Электронная книга - «Der Turm». Краткое содержание книги:

Hausmusik, Lektüre, intellektueller Austausch: Das Dresdner Villenviertel, vom real existierenden Sozialismus längst mit Verfallsgrau überzogen, schottet sich ab. Resigniert, aber humorvoll kommentiert man den Niedergang eines Gesellschaftssystems, in dem Bildungsbürger eigentlich nicht vorgesehen sind. Anne und Richard Hoffmann, sie Krankenschwester, er Chirurg, stehen im Konflikt zwischen Anpassung und Aufbegehren: Kann man den Zumutungen des Systems in der Nische, der süßen Krankheit Gestern der Dresdner Nostalgie entfliehen wie Richards Cousin Niklas Tietze — oder ist der Zeitpunkt gekommen, die Ausreise zu wählen?
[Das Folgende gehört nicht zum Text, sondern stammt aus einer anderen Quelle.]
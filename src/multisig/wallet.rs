//! Owner-set and threshold configuration shared by both multisig variants
//!
//! An owner set and threshold are fixed at construction and immutable
//! afterwards; every authorization decision reduces to "did at least
//! `threshold` distinct owners approve this digest".

use crate::crypto::{double_sha256, sha256};
use crate::exec::CallError;
use ripemd::Ripemd160;
use serde::{Deserialize, Serialize};
use sha2::Digest;
use thiserror::Error;

/// Errors related to multisig configuration and signature verification
#[derive(Error, Debug)]
pub enum MultisigError {
    #[error("Invalid threshold: {0}")]
    InvalidThreshold(String),
    #[error("Invalid owner count: need at least 2 owners")]
    InsufficientOwners,
    #[error("Duplicate owner address")]
    DuplicateOwner,
    #[error("Insufficient signatures: have {have}, need {need}")]
    InsufficientSignatures { have: usize, need: usize },
    #[error("Signature does not recover to a known owner")]
    InvalidSignature,
    #[error("Signature bundle has a duplicate or out-of-order owner")]
    DuplicateOrUnsortedSignature,
    #[error("Target call failed: {0}")]
    TargetCallFailed(#[from] CallError),
    #[error("Crypto error: {0}")]
    CryptoError(#[from] crate::crypto::KeyError),
}

/// Configuration for a multisig wallet
#[derive(Clone, Debug, Serialize, Deserialize, PartialEq)]
pub struct MultisigConfig {
    /// Minimum approvals required (M in M-of-N)
    pub threshold: usize,
    /// Addresses of all authorized owners
    pub owners: Vec<String>,
    /// Optional human-readable label
    pub label: Option<String>,
}

impl MultisigConfig {
    /// Create a new multisig configuration
    ///
    /// # Errors
    /// Returns an error if the threshold is out of range or the owner list
    /// contains duplicates or fewer than two entries.
    pub fn new(
        threshold: usize,
        owners: Vec<String>,
        label: Option<String>,
    ) -> Result<Self, MultisigError> {
        if threshold == 0 {
            return Err(MultisigError::InvalidThreshold(
                "threshold must be at least 1".to_string(),
            ));
        }

        if owners.len() < 2 {
            return Err(MultisigError::InsufficientOwners);
        }

        if threshold > owners.len() {
            return Err(MultisigError::InvalidThreshold(format!(
                "threshold {} exceeds owner count {}",
                threshold,
                owners.len()
            )));
        }

        // Check for duplicates
        let mut sorted_owners = owners.clone();
        sorted_owners.sort();
        for i in 1..sorted_owners.len() {
            if sorted_owners[i] == sorted_owners[i - 1] {
                return Err(MultisigError::DuplicateOwner);
            }
        }

        Ok(Self {
            threshold,
            owners,
            label,
        })
    }

    /// Get the threshold (M)
    pub fn threshold(&self) -> usize {
        self.threshold
    }

    /// Get the total owner count (N)
    pub fn owner_count(&self) -> usize {
        self.owners.len()
    }

    /// Check if an address is an authorized owner
    pub fn is_owner(&self, address: &str) -> bool {
        self.owners.iter().any(|o| o == address)
    }

    /// Get description like "2-of-3"
    pub fn description(&self) -> String {
        format!("{}-of-{}", self.threshold, self.owners.len())
    }

    /// Deterministic wallet address for this configuration
    ///
    /// Address = Base58Check(version || RIPEMD160(SHA256(threshold || sorted_owners)))
    pub fn wallet_address(&self) -> String {
        // Sort owners so equivalent configs share an address
        let mut sorted_owners = self.owners.clone();
        sorted_owners.sort();

        let mut script_data = (self.threshold as u64).to_be_bytes().to_vec();
        for owner in &sorted_owners {
            script_data.extend_from_slice(owner.as_bytes());
        }

        let sha256_hash = sha256(&script_data);
        let mut ripemd = Ripemd160::new();
        ripemd.update(&sha256_hash);
        let ripemd_hash = ripemd.finalize();

        // P2SH-style version byte (0x05 -> addresses starting with '3')
        let mut address_bytes = vec![0x05];
        address_bytes.extend_from_slice(&ripemd_hash);

        let checksum = double_sha256(&address_bytes);
        address_bytes.extend_from_slice(&checksum[..4]);

        bs58::encode(address_bytes).into_string()
    }
}
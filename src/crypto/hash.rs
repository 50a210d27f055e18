//! Cryptographic hashing utilities
//!
//! Provides the SHA-256 based hashing functions used for action digests,
//! queue identities, and address checksums.

use sha2::{Digest, Sha256};

/// Computes SHA-256 hash of the input data
pub fn sha256(data: &[u8]) -> Vec<u8> {
    let mut hasher = Sha256::new();
    hasher.update(data);
    hasher.finalize().to_vec()
}

/// Computes double SHA-256 hash (SHA-256 of SHA-256)
/// Used for the checksum in Base58Check addresses
pub fn double_sha256(data: &[u8]) -> Vec<u8> {
    sha256(&sha256(data))
}

/// Computes SHA-256 hash and returns it as a hex string
pub fn sha256_hex(data: &[u8]) -> String {
    hex::encode(sha256(data))
}
//! Deterministic action digests
//!
//! Every authorizable action is fingerprinted by a SHA-256 digest over a
//! length-prefixed encoding of its fields. Identical actions always produce
//! the same digest (content addressing for the timelock queue), and any field
//! change produces an unrelated digest. Digests are surfaced as lowercase
//! hex strings.

use super::hash::sha256_hex;

/// Domain tag for multisig transaction digests
const TRANSACTION_TAG: &[u8] = b"gatekeeper/transaction";
/// Domain tag for timelock queue digests
const QUEUE_TAG: &[u8] = b"gatekeeper/queue";

/// Append a single field as length-prefixed bytes
fn push_field(buffer: &mut Vec<u8>, field: &[u8]) {
    buffer.extend_from_slice(&(field.len() as u64).to_be_bytes());
    buffer.extend_from_slice(field);
}

/// Digest identifying a multisig transaction
///
/// The wallet's own address is mixed in so the same `(to, value, data)` tuple
/// produces different digests for different wallets, preventing a signature
/// collected for one wallet from authorizing the same action on another.
pub fn transaction_digest(wallet: &str, to: &str, value: u64, data: &[u8]) -> String {
    let mut buffer = Vec::new();
    push_field(&mut buffer, TRANSACTION_TAG);
    push_field(&mut buffer, wallet.as_bytes());
    push_field(&mut buffer, to.as_bytes());
    push_field(&mut buffer, &value.to_be_bytes());
    push_field(&mut buffer, data);
    sha256_hex(&buffer)
}

/// Digest identifying a timelock queue entry
///
/// The tuple itself is the identity: queueing the same tuple twice collapses
/// to one entry, and any field change (including `eta`) is a fresh entry.
pub fn queue_digest(target: &str, value: u64, signature: &str, data: &[u8], eta: u64) -> String {
    let mut buffer = Vec::new();
    push_field(&mut buffer, QUEUE_TAG);
    push_field(&mut buffer, target.as_bytes());
    push_field(&mut buffer, &value.to_be_bytes());
    push_field(&mut buffer, signature.as_bytes());
    push_field(&mut buffer, data);
    push_field(&mut buffer, &eta.to_be_bytes());
    sha256_hex(&buffer)
}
Christian, ihr ältester Sohn, der Medizin studieren will, bekommt die Härte des Systems in der NVA zu spüren. Sein Weg scheint als Strafgefangener am Ofen eines Chemiewerks zu enden. Sein Onkel Meno Rohde steht zwischen den Welten: Als Kind der roten Aristokratie im Moskauer Exil hat er Zugang zum seltsamen Bezirk Ostrom, wo die Nomenklatura residiert, die Lebensläufe der Menschen verwaltet werden und deutsches demokratisches Recht gesprochen wird.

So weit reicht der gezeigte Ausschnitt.